//! Transport kinds and concrete links.
//!
//! Three mechanisms carry the same logical stream: datagram (UDP), socket
//! (websocket), and one-way push (SSE-style streaming HTTP). A link is a
//! thin framed pipe; the subscribe handshake and all protocol logic live
//! in [`crate::attempt`].

use crate::codec;
use crate::error::FeedError;
use futures_util::stream::BoxStream;
use futures_util::{SinkExt, StreamExt};
use serde::{Deserialize, Serialize};
use std::collections::VecDeque;
use tokio::net::{TcpStream, UdpSocket};
use tokio_tungstenite::tungstenite::protocol::WebSocketConfig;
use tokio_tungstenite::tungstenite::Message;
use tokio_tungstenite::{connect_async_with_config, MaybeTlsStream, WebSocketStream};

const DATAGRAM_RECV_BUFFER: usize = 64 * 1024;

pub type FeedWsStream = WebSocketStream<MaybeTlsStream<TcpStream>>;

#[derive(Debug, Clone, Copy, Serialize, Deserialize, PartialEq, Eq, Hash)]
#[serde(rename_all = "lowercase")]
pub enum TransportKind {
    Datagram,
    Socket,
    Push,
}

impl TransportKind {
    /// Cascade preference: datagram first, then socket, then push-only.
    pub const PREFERENCE_ORDER: [TransportKind; 3] =
        [TransportKind::Datagram, TransportKind::Socket, TransportKind::Push];

    pub fn as_str(self) -> &'static str {
        match self {
            Self::Datagram => "datagram",
            Self::Socket => "socket",
            Self::Push => "push",
        }
    }
}

/// Per-kind addresses; any subset may be configured.
#[derive(Debug, Clone, Default, Deserialize)]
#[serde(rename_all = "camelCase")]
pub struct TransportEndpoints {
    pub datagram: Option<String>,
    pub socket: Option<String>,
    pub push: Option<String>,
}

impl TransportEndpoints {
    pub fn get(&self, kind: TransportKind) -> Option<&str> {
        match kind {
            TransportKind::Datagram => self.datagram.as_deref(),
            TransportKind::Socket => self.socket.as_deref(),
            TransportKind::Push => self.push.as_deref(),
        }
    }

    pub fn is_empty(&self) -> bool {
        self.datagram.is_none() && self.socket.is_none() && self.push.is_none()
    }
}

/// Reports which transport kinds the current runtime can use. Injected so
/// cascade planning is testable without a live runtime.
pub trait CapabilityProbe: Send + Sync {
    fn supports(&self, kind: TransportKind) -> bool;
}

/// Native runtime: every kind is available.
#[derive(Debug, Default)]
pub struct RuntimeProbe;

impl CapabilityProbe for RuntimeProbe {
    fn supports(&self, _kind: TransportKind) -> bool {
        true
    }
}

#[derive(Debug, Clone, PartialEq, Eq)]
pub enum Frame {
    Text(String),
    Binary(Vec<u8>),
}

impl Frame {
    pub fn into_bytes(self) -> Vec<u8> {
        match self {
            Self::Text(text) => text.into_bytes(),
            Self::Binary(bytes) => bytes,
        }
    }
}

pub struct DatagramLink {
    socket: UdpSocket,
    recv_buf: Box<[u8]>,
}

pub struct PushLink {
    stream: BoxStream<'static, Result<Vec<u8>, reqwest::Error>>,
    line_buf: Vec<u8>,
    pending: VecDeque<String>,
}

#[cfg(test)]
pub struct ScriptedLink {
    rx: tokio::sync::mpsc::Receiver<Result<Frame, FeedError>>,
    sent: tokio::sync::mpsc::UnboundedSender<String>,
    duplex: bool,
}

/// One open connection of one transport kind. Reads yield whole frames;
/// `None` means the remote closed the link.
pub enum TransportLink {
    Socket(FeedWsStream),
    Datagram(DatagramLink),
    Push(PushLink),
    #[cfg(test)]
    Scripted(ScriptedLink),
}

impl TransportLink {
    pub fn kind(&self) -> TransportKind {
        match self {
            Self::Socket(_) => TransportKind::Socket,
            Self::Datagram(_) => TransportKind::Datagram,
            Self::Push(_) => TransportKind::Push,
            #[cfg(test)]
            Self::Scripted(link) => {
                if link.duplex {
                    TransportKind::Socket
                } else {
                    TransportKind::Push
                }
            }
        }
    }

    /// Push links are one-way; the handshake rides on the request instead.
    pub fn is_duplex(&self) -> bool {
        match self {
            Self::Push(_) => false,
            #[cfg(test)]
            Self::Scripted(link) => link.duplex,
            _ => true,
        }
    }

    pub async fn send(&mut self, text: &str) -> Result<(), FeedError> {
        match self {
            Self::Socket(stream) => {
                stream.send(Message::Text(text.to_string())).await?;
                Ok(())
            }
            Self::Datagram(link) => {
                link.socket.send(text.as_bytes()).await?;
                Ok(())
            }
            Self::Push(_) => {
                tracing::debug!("send ignored on one-way push link");
                Ok(())
            }
            #[cfg(test)]
            Self::Scripted(link) => {
                let _ = link.sent.send(text.to_string());
                Ok(())
            }
        }
    }

    pub async fn recv(&mut self) -> Option<Result<Frame, FeedError>> {
        match self {
            Self::Socket(stream) => loop {
                match stream.next().await? {
                    Ok(Message::Text(text)) => return Some(Ok(Frame::Text(text))),
                    Ok(Message::Binary(bytes)) => return Some(Ok(Frame::Binary(bytes))),
                    Ok(Message::Close(_)) => return None,
                    Ok(_) => continue,
                    Err(error) => return Some(Err(error.into())),
                }
            },
            Self::Datagram(link) => match link.socket.recv(&mut link.recv_buf).await {
                Ok(len) => Some(Ok(Frame::Binary(link.recv_buf[..len].to_vec()))),
                Err(error) => Some(Err(error.into())),
            },
            Self::Push(link) => loop {
                if let Some(event) = link.pending.pop_front() {
                    return Some(Ok(Frame::Text(event)));
                }
                match link.stream.next().await? {
                    Ok(chunk) => {
                        link.line_buf.extend_from_slice(&chunk);
                        drain_push_events(&mut link.line_buf, &mut link.pending);
                    }
                    Err(error) => return Some(Err(error.into())),
                }
            },
            #[cfg(test)]
            Self::Scripted(link) => link.rx.recv().await,
        }
    }

    pub async fn shutdown(&mut self) {
        if let Self::Socket(stream) = self {
            let _ = stream.close(None).await;
        }
    }

    #[cfg(test)]
    pub fn scripted(
        rx: tokio::sync::mpsc::Receiver<Result<Frame, FeedError>>,
        duplex: bool,
    ) -> (Self, tokio::sync::mpsc::UnboundedReceiver<String>) {
        let (sent_tx, sent_rx) = tokio::sync::mpsc::unbounded_channel();
        (
            Self::Scripted(ScriptedLink {
                rx,
                sent: sent_tx,
                duplex,
            }),
            sent_rx,
        )
    }
}

/// Splits buffered SSE bytes into complete `data:` payloads. Comment and
/// blank lines are dropped; partial trailing lines stay in the buffer.
fn drain_push_events(line_buf: &mut Vec<u8>, pending: &mut VecDeque<String>) {
    while let Some(newline_at) = line_buf.iter().position(|&byte| byte == b'\n') {
        let mut line: Vec<u8> = line_buf.drain(..=newline_at).collect();
        line.pop();
        if line.last() == Some(&b'\r') {
            line.pop();
        }

        let Ok(line) = String::from_utf8(line) else {
            continue;
        };
        if let Some(payload) = line.strip_prefix("data:") {
            let payload = payload.trim_start();
            if !payload.is_empty() {
                pending.push_back(payload.to_string());
            }
        }
    }
}

/// Opens one link of the given kind. The channel is only used by the push
/// transport, which carries the subscribe handshake in the request because
/// it cannot write to the stream.
pub async fn open(
    kind: TransportKind,
    endpoint: &str,
    channel: &str,
) -> Result<TransportLink, FeedError> {
    match kind {
        TransportKind::Datagram => {
            let socket = UdpSocket::bind("0.0.0.0:0").await?;
            socket.connect(endpoint).await?;
            Ok(TransportLink::Datagram(DatagramLink {
                socket,
                recv_buf: vec![0; DATAGRAM_RECV_BUFFER].into_boxed_slice(),
            }))
        }
        TransportKind::Socket => {
            let ws_config = WebSocketConfig {
                max_message_size: Some(16 << 20),
                max_frame_size: Some(4 << 20),
                ..Default::default()
            };
            let (stream, _) = connect_async_with_config(endpoint, Some(ws_config), true).await?;
            Ok(TransportLink::Socket(stream))
        }
        TransportKind::Push => {
            let handshake = codec::encode_subscribe(channel)?;
            let response = reqwest::Client::new()
                .get(endpoint)
                .query(&[("subscribe", handshake.as_str())])
                .send()
                .await?
                .error_for_status()?;
            let stream = response
                .bytes_stream()
                .map(|chunk| chunk.map(|bytes| bytes.to_vec()))
                .boxed();
            Ok(TransportLink::Push(PushLink {
                stream,
                line_buf: Vec::new(),
                pending: VecDeque::new(),
            }))
        }
    }
}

Task to carry out>
Give the number of lines that hold the word "struct" in these records, with nothing added.

Result of this task>
5